REQUIRED ACTION >>
Repeat each line, word for word, from the one containing "pub fn list_epics(&self)" through the last line of the entries, and include no other output.

Content starts

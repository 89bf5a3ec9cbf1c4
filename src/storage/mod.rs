//! Durable storage for the task graph engine.
//!
//! `FileStore` wraps a [`TaskEngine`] and a single flat file: every
//! successful mutation is followed by a full rewrite of the file, and
//! startup reconstructs the engine from it. The file layout is defined in
//! [`codec`].
//!
//! Views (`get_task` and friends) also trigger a save, because they reorder
//! the history and the history is persisted state.
//!
//! A failed save is reported to the caller but does not roll back the
//! in-memory mutation that triggered it; a failed load aborts startup
//! entirely, never yielding a partially loaded store.

pub mod codec;

use crate::engine::TaskEngine;
use crate::models::{Entity, EntityId, Epic, SubTask, Task};
use crate::Result;
use std::fs;
use std::path::{Path, PathBuf};
use tracing::{debug, info};

/// A task graph engine persisted to one flat file.
#[derive(Debug)]
pub struct FileStore {
    path: PathBuf,
    engine: TaskEngine,
}

impl FileStore {
    /// Create a fresh store, writing an empty file at `path`.
    pub fn create(path: impl Into<PathBuf>) -> Result<Self> {
        let store = Self {
            path: path.into(),
            engine: TaskEngine::new(),
        };
        store.save()?;
        info!(path = %store.path.display(), "created store");
        Ok(store)
    }

    /// Load a store from an existing file.
    ///
    /// Fails on I/O errors or malformed content; the engine never comes up
    /// half-loaded.
    pub fn load(path: impl Into<PathBuf>) -> Result<Self> {
        let path = path.into();
        let text = fs::read_to_string(&path)?;
        let engine = codec::decode(&text)?;
        info!(path = %path.display(), "loaded store");
        Ok(Self { path, engine })
    }

    /// Load the file at `path` if it exists, otherwise create it.
    pub fn open(path: impl Into<PathBuf>) -> Result<Self> {
        let path = path.into();
        if path.exists() {
            Self::load(path)
        } else {
            Self::create(path)
        }
    }

    /// Path of the backing file.
    pub fn path(&self) -> &Path {
        &self.path
    }

    /// Read access to the underlying engine.
    pub fn engine(&self) -> &TaskEngine {
        &self.engine
    }

    fn save(&self) -> Result<()> {
        fs::write(&self.path, codec::encode(&self.engine))?;
        debug!(path = %self.path.display(), "saved store");
        Ok(())
    }

    // === Tasks ===

    pub fn create_task(&mut self, task: Task) -> Result<EntityId> {
        let id = self.engine.create_task(task)?;
        self.save()?;
        Ok(id)
    }

    pub fn update_task(&mut self, task: Task) -> Result<EntityId> {
        let id = self.engine.update_task(task)?;
        self.save()?;
        Ok(id)
    }

    pub fn get_task(&mut self, id: EntityId) -> Result<Task> {
        let task = self.engine.get_task(id)?;
        self.save()?;
        Ok(task)
    }

    pub fn list_tasks(&self) -> Vec<Task> {
        self.engine.list_tasks()
    }

    pub fn delete_task(&mut self, id: EntityId) -> Result<()> {
        self.engine.delete_task(id)?;
        self.save()
    }

    pub fn delete_all_tasks(&mut self) -> Result<()> {
        self.engine.delete_all_tasks();
        self.save()
    }

    // === Subtasks ===

    pub fn create_subtask(&mut self, subtask: SubTask) -> Result<EntityId> {
        let id = self.engine.create_subtask(subtask)?;
        self.save()?;
        Ok(id)
    }

    pub fn update_subtask(&mut self, subtask: SubTask) -> Result<EntityId> {
        let id = self.engine.update_subtask(subtask)?;
        self.save()?;
        Ok(id)
    }

    pub fn get_subtask(&mut self, id: EntityId) -> Result<SubTask> {
        let subtask = self.engine.get_subtask(id)?;
        self.save()?;
        Ok(subtask)
    }

    pub fn list_subtasks(&self) -> Vec<SubTask> {
        self.engine.list_subtasks()
    }

    pub fn subtasks_of_epic(&self, epic_id: EntityId) -> Vec<SubTask> {
        self.engine.subtasks_of_epic(epic_id)
    }

    pub fn delete_subtask(&mut self, id: EntityId) -> Result<()> {
        self.engine.delete_subtask(id)?;
        self.save()
    }

    pub fn delete_all_subtasks(&mut self) -> Result<()> {
        self.engine.delete_all_subtasks();
        self.save()
    }

    // === Epics ===

    pub fn create_epic(&mut self, epic: Epic) -> Result<EntityId> {
        let id = self.engine.create_epic(epic);
        self.save()?;
        Ok(id)
    }

    pub fn update_epic(&mut self, epic: Epic) -> Result<EntityId> {
        let id = self.engine.update_epic(epic);
        self.save()?;
        Ok(id)
    }

    pub fn get_epic(&mut self, id: EntityId) -> Result<Epic> {
        let epic = self.engine.get_epic(id)?;
        self.save()?;
        Ok(epic)
    }

    pub fn list_epics(&self) -> Vec<Epic> {
        self.engine.list_epics()
    }

    pub fn delete_epic(&mut self, id: EntityId) -> Result<()> {
        self.engine.delete_epic(id)?;
        self.save()
    }

    pub fn delete_all_epics(&mut self) -> Result<()> {
        self.engine.delete_all_epics();
        self.save()
    }

    // === Views ===

    pub fn get_history(&self) -> Vec<Entity> {
        self.engine.get_history()
    }

    pub fn prioritized(&self) -> Vec<Entity> {
        self.engine.prioritized()
    }
}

Content ends

SOLUTION FOR THIS TASK >>
    pub fn list_epics(&self) -> Vec<Epic> {
        self.engine.list_epics()
    }

    pub fn delete_epic(&mut self, id: EntityId) -> Result<()> {
        self.engine.delete_epic(id)?;
        self.save()
    }

    pub fn delete_all_epics(&mut self) -> Result<()> {
        self.engine.delete_all_epics();
        self.save()
    }

    // === Views ===

    pub fn get_history(&self) -> Vec<Entity> {
        self.engine.get_history()
    }

    pub fn prioritized(&self) -> Vec<Entity> {
        self.engine.prioritized()
    }
}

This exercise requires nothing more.